In a recently published paper, McGlannan et al. (2022) posit that the detrital silt component of Upper Devonian and Lower to Middle Mississippian shales of the North American midcontinent region is of eolian origin and provided essential nutrients that stimulated the organic productivity that is recorded by these shales. Our initial concern with their study was the fact that McGlannan et al. (2022) studied a stratigraphic interval that spans approximately 20 million years (Late Devonian to Early Mississippian), and applied conclusions reached for the Mississippian part of the succession to the underlying Devonian black shales. This is surprising because it is well known that a drastic sea-level fall occurred at the end of the Devonian and resulted in an unconformity over much of the North American craton (Frazier and Schwimmer 1987; Over 2021). As far as we understand from geologic literature, extrapolating the inferred sedimentary dynamics of one stratigraphic interval (Early Mississippian) across a sequence boundary to rocks that were deposited multiple millions of years earlier (Late Devonian) is neither recommended nor considered good practice.

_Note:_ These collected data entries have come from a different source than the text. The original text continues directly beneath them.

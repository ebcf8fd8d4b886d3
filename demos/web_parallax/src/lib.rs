// Copyright 2026 the Parallax Authors
// SPDX-License-Identifier: Apache-2.0 OR MIT

//! Web demo: scroll-driven parallax layers via `parallax_backend_web`.
//!
//! Every `.parallax` element on the page becomes a container. Its `.sky`,
//! `.hills`, and `.title` descendants are registered as layers with their own
//! distance and direction, and a coalescing [`ScrollDriver`] keeps them in
//! sync with scrolling and resizing.
//!
//! Build with: `wasm-pack build --target web demos/web_parallax`
//!
//! Then serve `demos/web_parallax/` and open `index.html` in a browser.
//!
//! [`ScrollDriver`]: parallax_backend_web::ScrollDriver

// This crate only runs in the browser; suppress dead-code warnings when
// cargo-checking on a native host target.
#![no_std]
#![cfg_attr(
    not(target_arch = "wasm32"),
    allow(dead_code, reason = "this crate only runs in the browser")
)]

extern crate alloc;

use alloc::rc::Rc;
use alloc::string::ToString as _;
use alloc::vec::Vec;
use core::cell::RefCell;

use parallax_backend_web::{AttachError, DomParallax, DriverOptions, ScrollDriver};
use parallax_core::config::ContainerConfig;
use wasm_bindgen::prelude::*;
use web_sys::HtmlElement;

const CONTAINER_SELECTOR: &str = ".parallax";

/// Layer selectors with their `(distance, direction)` options.
const LAYERS: [(&str, &str, &str); 3] = [
    (".sky", "20%", "down"),
    (".hills", "50%", "up"),
    (".title", "-120", "right"),
];

fn js_error(err: &AttachError) -> JsValue {
    JsValue::from_str(&err.to_string())
}

/// Attaches one container and registers its layers.
fn build(container: HtmlElement) -> Result<DomParallax, AttachError> {
    let mut parallax = DomParallax::attach(container, ContainerConfig::default())?;
    for (selector, distance, direction) in LAYERS {
        parallax.add_layers_with(selector, Some(distance), Some(direction))?;
    }
    Ok(parallax)
}

/// Entry point — called automatically by `wasm_bindgen(start)`.
#[wasm_bindgen(start)]
pub fn main() -> Result<(), JsValue> {
    let window = web_sys::window().ok_or_else(|| js_error(&AttachError::NoWindow))?;
    let document = window
        .document()
        .ok_or_else(|| js_error(&AttachError::NoDocument))?;

    let nodes = document.query_selector_all(CONTAINER_SELECTOR)?;
    let mut drivers = Vec::new();
    for i in 0..nodes.length() {
        let Some(container) = nodes.get(i).and_then(|n| n.dyn_into::<HtmlElement>().ok()) else {
            continue;
        };

        let parallax = build(container).map_err(|e| js_error(&e))?;
        let driver =
            ScrollDriver::for_parallax(Rc::new(RefCell::new(parallax)), DriverOptions::COALESCED)
                .map_err(|e| js_error(&e))?;
        driver.start().map_err(|e| js_error(&e))?;
        drivers.push(driver);
    }

    // Keep the drivers (and the containers they own) alive for the page's
    // lifetime.
    core::mem::forget(drivers);

    Ok(())
}
// Copyright 2026 the Parallax Authors
// SPDX-License-Identifier: Apache-2.0 OR MIT

//! Layer and container configuration.
//!
//! Configuration is set once when a container is set up. Distances are
//! validated on construction, whether typed or parsed from strings, so
//! malformed or non-finite values surface as a [`DistanceParseError`] at setup
//! time instead of on every frame. Unknown direction names fall back to
//! [`Direction::Down`].

use core::fmt;
use core::num::ParseFloatError;
use core::str::FromStr;

/// The unit of a [`Distance`].
#[derive(Clone, Copy, Debug, PartialEq, Eq, Hash)]
pub enum DistanceUnit {
    /// An absolute, signed displacement in geometry units.
    Pixels,
    /// A signed percentage of `layer_height - container_height`.
    Percent,
}

/// How far a layer travels over the full progress range.
///
/// The magnitude is always finite; both constructors and [`FromStr`] reject
/// NaN and infinities.
#[derive(Clone, Copy, Debug, PartialEq)]
pub struct Distance {
    value: f64,
    unit: DistanceUnit,
}

impl Default for Distance {
    /// `100%`.
    fn default() -> Self {
        Self {
            value: 100.0,
            unit: DistanceUnit::Percent,
        }
    }
}

impl Distance {
    /// An absolute displacement.
    ///
    /// # Errors
    ///
    /// Returns [`DistanceParseError::NonFinite`] for NaN or infinite `px`.
    pub fn pixels(px: f64) -> Result<Self, DistanceParseError> {
        Self::with_unit(px, DistanceUnit::Pixels)
    }

    /// A percentage of the layer's overhang past its container.
    ///
    /// # Errors
    ///
    /// Returns [`DistanceParseError::NonFinite`] for NaN or infinite `pct`.
    pub fn percent(pct: f64) -> Result<Self, DistanceParseError> {
        Self::with_unit(pct, DistanceUnit::Percent)
    }

    fn with_unit(value: f64, unit: DistanceUnit) -> Result<Self, DistanceParseError> {
        if value.is_finite() {
            Ok(Self { value, unit })
        } else {
            Err(DistanceParseError::NonFinite)
        }
    }

    /// The signed magnitude, in pixels or percent depending on
    /// [`unit`](Self::unit).
    #[inline]
    #[must_use]
    pub const fn value(self) -> f64 {
        self.value
    }

    /// The unit of [`value`](Self::value).
    #[inline]
    #[must_use]
    pub const fn unit(self) -> DistanceUnit {
        self.unit
    }
}

impl fmt::Display for Distance {
    fn fmt(&self, f: &mut fmt::Formatter<'_>) -> fmt::Result {
        match self.unit {
            DistanceUnit::Pixels => write!(f, "{}px", self.value),
            DistanceUnit::Percent => write!(f, "{}%", self.value),
        }
    }
}

/// Errors from parsing or constructing a [`Distance`].
#[derive(Clone, Debug, PartialEq, Eq)]
pub enum DistanceParseError {
    /// The string was empty (or only whitespace, or only a unit suffix).
    Empty,
    /// The numeric part did not parse as a number.
    InvalidNumber(ParseFloatError),
    /// The magnitude is infinite or NaN.
    NonFinite,
}

impl fmt::Display for DistanceParseError {
    fn fmt(&self, f: &mut fmt::Formatter<'_>) -> fmt::Result {
        match self {
            Self::Empty => f.write_str("distance is empty"),
            Self::InvalidNumber(err) => write!(f, "distance is not a number: {err}"),
            Self::NonFinite => f.write_str("distance must be finite"),
        }
    }
}

impl core::error::Error for DistanceParseError {
    fn source(&self) -> Option<&(dyn core::error::Error + 'static)> {
        match self {
            Self::InvalidNumber(err) => Some(err),
            Self::Empty | Self::NonFinite => None,
        }
    }
}

impl FromStr for Distance {
    type Err = DistanceParseError;

    /// Parses `"N%"` as a percentage and `"N"` or `"Npx"` as pixels.
    fn from_str(s: &str) -> Result<Self, Self::Err> {
        let s = s.trim();
        if let Some(pct) = s.strip_suffix('%') {
            Self::percent(parse_magnitude(pct)?)
        } else if let Some(px) = s.strip_suffix("px") {
            Self::pixels(parse_magnitude(px)?)
        } else {
            Self::pixels(parse_magnitude(s)?)
        }
    }
}

fn parse_magnitude(s: &str) -> Result<f64, DistanceParseError> {
    let s = s.trim_end();
    if s.is_empty() {
        return Err(DistanceParseError::Empty);
    }
    s.parse().map_err(DistanceParseError::InvalidNumber)
}

/// The direction a layer moves as progress increases.
#[derive(Clone, Copy, Debug, Default, PartialEq, Eq, Hash)]
pub enum Direction {
    /// Negative y.
    Up,
    /// Positive y.
    #[default]
    Down,
    /// Negative x.
    Left,
    /// Positive x.
    Right,
}

impl Direction {
    /// Parses a lowercase direction name.
    ///
    /// Matching is exact; anything else (including `"Up"`) falls back to
    /// [`Down`](Self::Down).
    #[must_use]
    pub fn from_name(name: &str) -> Self {
        match name {
            "up" => Self::Up,
            "left" => Self::Left,
            "right" => Self::Right,
            _ => Self::Down,
        }
    }

    /// Returns the canonical lowercase name.
    #[must_use]
    pub const fn as_str(self) -> &'static str {
        match self {
            Self::Up => "up",
            Self::Down => "down",
            Self::Left => "left",
            Self::Right => "right",
        }
    }
}

impl fmt::Display for Direction {
    fn fmt(&self, f: &mut fmt::Formatter<'_>) -> fmt::Result {
        f.write_str(self.as_str())
    }
}

/// Per-layer configuration, immutable once the layer is set up.
#[derive(Clone, Copy, Debug, Default, PartialEq)]
pub struct LayerConfig {
    /// Maximum displacement at 100% progress.
    pub distance: Distance,
    /// Direction of travel.
    pub direction: Direction,
}

impl LayerConfig {
    /// Creates a layer configuration.
    #[inline]
    #[must_use]
    pub const fn new(distance: Distance, direction: Direction) -> Self {
        Self {
            distance,
            direction,
        }
    }

    /// Builds a configuration from string options.
    ///
    /// Missing options take their defaults (`100%`, `down`).
    ///
    /// # Errors
    ///
    /// Returns [`DistanceParseError`] if `distance` is present but malformed.
    pub fn parse(
        distance: Option<&str>,
        direction: Option<&str>,
    ) -> Result<Self, DistanceParseError> {
        let distance = match distance {
            Some(s) => s.parse()?,
            None => Distance::default(),
        };
        let direction = direction.map(Direction::from_name).unwrap_or_default();
        Ok(Self {
            distance,
            direction,
        })
    }
}

/// Per-container configuration.
#[derive(Clone, Copy, Debug, PartialEq)]
pub struct ContainerConfig {
    /// Activation offset from the viewport top.
    ///
    /// `Some` (including `Some(0.0)`) selects threshold mode; `None` selects
    /// viewport mode.
    pub top: Option<f64>,
}

impl ContainerConfig {
    /// Threshold mode with the given activation offset.
    #[inline]
    #[must_use]
    pub const fn threshold(top: f64) -> Self {
        Self { top: Some(top) }
    }

    /// Viewport mode: the effect spans the whole time the container is on
    /// screen.
    #[inline]
    #[must_use]
    pub const fn viewport() -> Self {
        Self { top: None }
    }
}

impl Default for ContainerConfig {
    /// Threshold mode with a zero offset.
    fn default() -> Self {
        Self::threshold(0.0)
    }
}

The aim of this discussion is not to disqualify eolian systems in general as a potential source of fines in shale successions. It is not implausible that there were times and places in the geologic past when they may have contributed to marine or lacustrine shale–mudstone successions. We are, however, firmly convinced that in the case of the Late Devonian of North America, no compelling case can be made for a significant eolian clastic component to its widely distributed black-shale successions.

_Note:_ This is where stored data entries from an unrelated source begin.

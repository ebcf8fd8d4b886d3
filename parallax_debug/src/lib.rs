// Copyright 2026 the Parallax Authors
// SPDX-License-Identifier: Apache-2.0 OR MIT

//! Pretty-printing and JSON-lines export for parallax evaluation traces.
//!
//! This crate provides [`TraceSink`](parallax_core::trace::TraceSink)
//! implementations for development:
//!
//! - [`pretty::PrettyPrintSink`]: human-readable one-line-per-event output.
//! - [`json::JsonLinesSink`]: one JSON object per event, for tooling.

pub mod json;
pub mod pretty;

use parallax_core::progress::ProgressState;

/// Splits a progress state into `(active, percent, reason)` for display.
pub(crate) fn state_parts(state: ProgressState) -> (bool, Option<f64>, Option<&'static str>) {
    match state {
        ProgressState::Active(p) => (true, Some(p.percent()), None),
        ProgressState::Inactive(reason) => (false, None, Some(reason.as_str())),
    }
}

Whereas we disagree with the validity of the McGlannan et al. (2022) study at several levels, three principal lines of reasoning stand out to demonstrate that their conclusions are flawed and inapplicable to the Late Devonian black shales of North America.

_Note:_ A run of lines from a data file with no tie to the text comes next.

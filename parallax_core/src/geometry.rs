// Copyright 2026 the Parallax Authors
// SPDX-License-Identifier: Apache-2.0 OR MIT

//! Per-cycle geometry inputs.
//!
//! A [`GeometrySnapshot`] captures the scroll position, the viewport, and the
//! container's placement as measured in one layout pass. [`LayerGeometry`]
//! carries the per-layer measurement that percentage distances depend on.
//! Neither type is retained between cycles by the pure functions in
//! [`progress`](crate::progress) and [`offset`](crate::offset).

/// Scroll, viewport, and container measurements for a single update.
///
/// All values share the same unit (typically CSS pixels). The scroll offset is
/// clamped to be non-negative on construction, since some platforms report
/// negative values while rubber-band overscrolling.
#[derive(Clone, Copy, Debug, PartialEq)]
pub struct GeometrySnapshot {
    /// Current vertical scroll offset of the viewport, always `>= 0`.
    pub(crate) scroll_top: f64,
    /// Height of the visible viewport.
    pub viewport_height: f64,
    /// Offset of the container's top edge from the document origin.
    pub container_top: f64,
    /// Rendered height of the container.
    pub container_height: f64,
    /// Configured activation offset.
    ///
    /// `Some(0.0)` is a valid threshold and selects threshold mode; `None`
    /// selects viewport mode.
    pub top_threshold: Option<f64>,
}

impl GeometrySnapshot {
    /// Creates a snapshot in viewport mode (no top threshold).
    ///
    /// Negative `scroll_top` values are clamped to zero.
    #[must_use]
    pub fn new(
        scroll_top: f64,
        viewport_height: f64,
        container_top: f64,
        container_height: f64,
    ) -> Self {
        Self {
            scroll_top: clamp_scroll_top(scroll_top),
            viewport_height,
            container_top,
            container_height,
            top_threshold: None,
        }
    }

    /// Returns a copy with the given top threshold.
    #[inline]
    #[must_use]
    pub const fn with_top_threshold(mut self, top_threshold: Option<f64>) -> Self {
        self.top_threshold = top_threshold;
        self
    }

    /// Returns a copy with a new raw scroll offset (clamped to `>= 0`).
    #[inline]
    #[must_use]
    pub fn with_scroll_top(mut self, scroll_top: f64) -> Self {
        self.scroll_top = clamp_scroll_top(scroll_top);
        self
    }

    /// The resolved (clamped) scroll offset.
    #[inline]
    #[must_use]
    pub const fn scroll_top(&self) -> f64 {
        self.scroll_top
    }

    /// Offset of the container's bottom edge from the document origin.
    #[inline]
    #[must_use]
    pub fn container_bottom(&self) -> f64 {
        self.container_top + self.container_height
    }
}

impl Default for GeometrySnapshot {
    fn default() -> Self {
        Self::new(0.0, 0.0, 0.0, 0.0)
    }
}

/// Per-layer measurements supplied alongside a [`GeometrySnapshot`].
#[derive(Clone, Copy, Debug, Default, PartialEq)]
pub struct LayerGeometry {
    /// Rendered height of the layer element.
    ///
    /// Only read when the layer's distance is a percentage.
    pub layer_height: f64,
}

impl LayerGeometry {
    /// Creates layer geometry with the given rendered height.
    #[inline]
    #[must_use]
    pub const fn new(layer_height: f64) -> Self {
        Self { layer_height }
    }
}

/// Resolves a raw platform scroll offset to the value used in all
/// computations.
///
/// Negative values and NaN resolve to `0.0`.
#[inline]
#[must_use]
pub fn clamp_scroll_top(raw: f64) -> f64 {
    if raw >= 0.0 { raw } else { 0.0 }
}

First, petrographic examination of the rocks in question, collected from the same location as samples used by the authors (Woodford samples from McAlister Quarry), as well as samples from the Woodford of the Central Basin Platform (Permian Basin, Texas, samples courtesy of Kitty Milliken) does not support their assumptions about these rocks. SEM analysis shows these samples to be strongly dominated by microcrystalline quartz (Fig. 1) and indicates that it is highly unlikely that the authors could have succeeded to extract detrital quartz grains from these rocks with the method described (McGlannan et al. 2022), much less using them for grain-size analysis. The abundant early diagenetic silica cementation that fed on dissolution of radiolarian tests is so ubiquitous in these shales, generating silt- and even sand-size quartz particles (Blatt 1987; Schieber 1996; Schieber et al. 2000) that upon crushing/processing it would inevitably have generated silt- and sand-size quartz particles (Fig. 2). Petrographic constraints (Fig. 1), however, should readily disabuse a discerning observer from the notion that these particles are in any kind or form detrital in nature.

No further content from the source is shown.